The suite of instruments comprises: two Thermo iCAP RQ quadropole ICP-MS spectrometers, a Thermo iCAP ICP-OES spectrometer, a New Wave Research 213nm laser ablation system, a micromill and microbalance, and an Olympus Delta Pro portable XRF spectrometer.
Dedicated fire assay laboratory
The laboratory supports analysis of precious metals in rocks, ores and other environmental samples using a dedicated fire assay facility. There is also a wet geochemistry laboratory for preparation of samples in liquid form for ICP analysis.
Zeiss Sigma HD Field Emission Gun Analytical SEM
This facility specialises in high-resolution imaging and X-ray element mapping as well as quantitative analysis of major, minor and trace elements. FEI XL30 Field Emission Gun Environmental SEM for high-resolution imaging and semi-quantitative X-ray element analysis of samples. Philips PW1710 Automated Powder X-ray diffractometer.
3D Seismic Lab
The development of new quantitative methods in seismic interpretation is a key research topic within the 3D Seismic Lab. The Lab comprises a state-of-the-art seismic interpretation and visualisation facility that supports research into diverse aspects of sedimentary basins, with an emphasis on continental margins.
The key emphasis of the 3D Seismic Lab is on the development of 3D seismic methods and technology to the analysis of depositional and deformational processes.
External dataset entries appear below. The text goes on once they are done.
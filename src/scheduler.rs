//! Fixed-interval tick trigger with skip-on-overlap.
//!
//! Each trigger tries to take the [`SingleFlight`] permit. When it is free the
//! tick runs on its own worker thread and holds the permit until its rows are
//! written; when it is taken the trigger is dropped, never queued.

use std::io::{self, Write};
use std::sync::atomic::{AtomicBool, Ordering};
use std::sync::{Arc, Mutex, PoisonError};
use std::thread::{self, JoinHandle};
use std::time::Duration;

use chrono::Utc;
use tracing::{debug, warn};

use crate::collector::{Collector, FileSystem, TickReport};

/// Guard that lets at most one tick sample at a time.
#[derive(Debug, Default, Clone)]
pub struct SingleFlight {
    busy: Arc<AtomicBool>,
}

/// Held for the duration of a tick; releases the [`SingleFlight`] on drop.
#[derive(Debug)]
pub struct FlightPermit {
    busy: Arc<AtomicBool>,
}

impl SingleFlight {
    pub fn new() -> Self {
        Self::default()
    }

    /// Moves Idle -> Sampling, or returns `None` if a tick is already sampling.
    pub fn try_acquire(&self) -> Option<FlightPermit> {
        self.busy
            .compare_exchange(false, true, Ordering::AcqRel, Ordering::Acquire)
            .ok()
            .map(|_| FlightPermit {
                busy: Arc::clone(&self.busy),
            })
    }

    pub fn is_busy(&self) -> bool {
        self.busy.load(Ordering::Acquire)
    }
}

impl Drop for FlightPermit {
    fn drop(&mut self) {
        self.busy.store(false, Ordering::Release);
    }
}

/// Result of one trigger.
#[derive(Debug)]
pub enum TickOutcome {
    /// The tick is sampling on the returned worker.
    Started(JoinHandle<io::Result<TickReport>>),
    /// A previous tick was still sampling; this trigger was dropped.
    Skipped,
}

/// When to trigger ticks.
#[derive(Debug, Clone, PartialEq, Eq)]
pub struct Schedule {
    pub interval: Duration,
    /// Stop after this many triggers, skipped ones included.
    pub max_ticks: Option<u64>,
}

/// Totals of a [`Sampler::run`].
#[derive(Debug, Clone, Default, PartialEq, Eq)]
pub struct RunSummary {
    pub triggered: u64,
    pub skipped: u64,
    pub completed: u64,
    pub rows: u64,
}

impl RunSummary {
    fn record(&mut self, report: TickReport) {
        self.completed += 1;
        self.rows += report.rows as u64;
    }
}

/// Drives a [`Collector`] into a shared writer, one tick at a time.
pub struct Sampler<F: FileSystem, W: Write + Send> {
    collector: Arc<Collector<F>>,
    out: Arc<Mutex<W>>,
    flight: SingleFlight,
}

impl<F, W> Sampler<F, W>
where
    F: FileSystem + 'static,
    W: Write + Send + 'static,
{
    pub fn new(collector: Collector<F>, out: W) -> Self {
        Self {
            collector: Arc::new(collector),
            out: Arc::new(Mutex::new(out)),
            flight: SingleFlight::new(),
        }
    }

    pub fn flight(&self) -> &SingleFlight {
        &self.flight
    }

    /// Fires one tick unless another is still sampling.
    ///
    /// The tick captures its timestamp when its worker starts and writes all of
    /// its rows under the writer lock.
    pub fn trigger(&self) -> io::Result<TickOutcome> {
        let Some(permit) = self.flight.try_acquire() else {
            warn!("Previous tick still sampling, skipping this one");
            return Ok(TickOutcome::Skipped);
        };

        let collector = Arc::clone(&self.collector);
        let out = Arc::clone(&self.out);
        let handle = thread::Builder::new()
            .name("procfs-tick".to_string())
            .spawn(move || {
                let _permit = permit;
                let timestamp = Utc::now().timestamp_millis();
                let mut out = out.lock().unwrap_or_else(PoisonError::into_inner);
                collector.write_tick(timestamp, &mut *out)
            })?;

        Ok(TickOutcome::Started(handle))
    }

    /// Triggers ticks on `schedule` until `running` is cleared or the tick
    /// budget is spent, then waits for the last tick to finish.
    ///
    /// Returns the first write error, which ends the run.
    pub fn run(&self, schedule: &Schedule, running: &AtomicBool) -> io::Result<RunSummary> {
        let mut summary = RunSummary::default();
        let mut in_flight: Option<JoinHandle<io::Result<TickReport>>> = None;

        while running.load(Ordering::SeqCst) {
            if let Some(handle) = in_flight.take_if(|h| h.is_finished()) {
                summary.record(reap(handle)?);
            }

            summary.triggered += 1;
            match self.trigger()? {
                TickOutcome::Started(handle) => {
                    if let Some(previous) = in_flight.replace(handle) {
                        summary.record(reap(previous)?);
                    }
                }
                TickOutcome::Skipped => summary.skipped += 1,
            }

            if schedule.max_ticks.is_some_and(|max| summary.triggered >= max) {
                debug!("Tick budget of {} reached", summary.triggered);
                break;
            }

            sleep_while_running(schedule.interval, running);
        }

        if let Some(handle) = in_flight {
            summary.record(reap(handle)?);
        }

        Ok(summary)
    }
}

fn reap(handle: JoinHandle<io::Result<TickReport>>) -> io::Result<TickReport> {
    handle
        .join()
        .map_err(|_| io::Error::other("tick worker panicked"))?
}

/// Sleeps for `interval` in short slices so a shutdown request is seen promptly.
fn sleep_while_running(interval: Duration, running: &AtomicBool) {
    let sleep_interval = Duration::from_millis(100);
    let mut remaining = interval;
    while remaining > Duration::ZERO && running.load(Ordering::SeqCst) {
        let sleep_time = remaining.min(sleep_interval);
        thread::sleep(sleep_time);
        remaining = remaining.saturating_sub(sleep_time);
    }
}
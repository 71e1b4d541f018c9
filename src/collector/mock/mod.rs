//! Mock filesystem implementations for testing.
//!
//! This module provides `MockFs` and pre-built scenarios for testing
//! readers without requiring actual Linux `/proc` filesystem access.

mod filesystem;
mod scenarios;

pub use filesystem::MockFs;
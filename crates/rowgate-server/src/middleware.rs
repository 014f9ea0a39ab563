use axum::{
    body::Body,
    http::{HeaderName, HeaderValue, Request},
    middleware::Next,
    response::Response,
};
use uuid::Uuid;

pub const REQUEST_ID_HEADER: &str = "x-request-id";

/// Attaches a request id to the request extensions and echoes it on the response.
pub async fn request_id(mut req: Request<Body>, next: Next) -> Response {
    let header_name = HeaderName::from_static(REQUEST_ID_HEADER);

    // If the incoming request already has a request-id, preserve it; otherwise generate one
    let req_id_value = req
        .headers()
        .get(&header_name)
        .cloned()
        .unwrap_or_else(generate_request_id);

    // Add to request extensions for downstream usage (e.g., logging)
    req.extensions_mut().insert(req_id_value.clone());

    let mut res = next.run(req).await;
    res.headers_mut().insert(header_name, req_id_value);
    res
}

fn generate_request_id() -> HeaderValue {
    HeaderValue::from_str(&Uuid::new_v4().to_string())
        .unwrap_or_else(|_| HeaderValue::from_static("unknown"))
}
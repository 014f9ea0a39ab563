use std::sync::OnceLock;

use rsa::pkcs8::{EncodePrivateKey, EncodePublicKey, LineEnding};
use rsa::{RsaPrivateKey, RsaPublicKey};
use serde_json::json;

pub const CLIENT_EMAIL: &str = "rowgate@test-project.iam.gserviceaccount.com";
pub const PRIVATE_KEY_ID: &str = "0123456789abcdef";

pub struct TestKey {
    pub private_pem: String,
    pub public_pem: String,
}

/// A throwaway RSA key shared by every test in the binary.
pub fn test_key() -> &'static TestKey {
    static KEY: OnceLock<TestKey> = OnceLock::new();
    KEY.get_or_init(|| {
        let private = RsaPrivateKey::new(&mut rand::rngs::OsRng, 2048).expect("generate key");
        let public = RsaPublicKey::from(&private);
        TestKey {
            private_pem: private
                .to_pkcs8_pem(LineEnding::LF)
                .expect("encode private key")
                .to_string(),
            public_pem: public
                .to_public_key_pem(LineEnding::LF)
                .expect("encode public key"),
        }
    })
}

/// Service account key JSON in the format Google issues.
pub fn service_account_json(token_uri: &str) -> String {
    json!({
        "type": "service_account",
        "project_id": "test-project",
        "private_key_id": PRIVATE_KEY_ID,
        "private_key": test_key().private_pem,
        "client_email": CLIENT_EMAIL,
        "client_id": "1234567890",
        "token_uri": token_uri,
    })
    .to_string()
}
Research students base their research on the large archive of data in the 3D Seismic Lab donated through collaborations with the petroleum industry and governments.
Software licensing and support to the lab is commercially costed as >£10M. The value of grants and PhD scholarships (some funded by industry) awarded to the 3D seismic lab since 2008 totals more than £2.04M.
Recent developments include seismic analyses of diagenesis and fluid flow on a basin scale, studies on the distribution of gas hydrates on continental margins, fluid-flow modelling through faults and structures, and the investigation of main geological controls on submarine landslides and channels.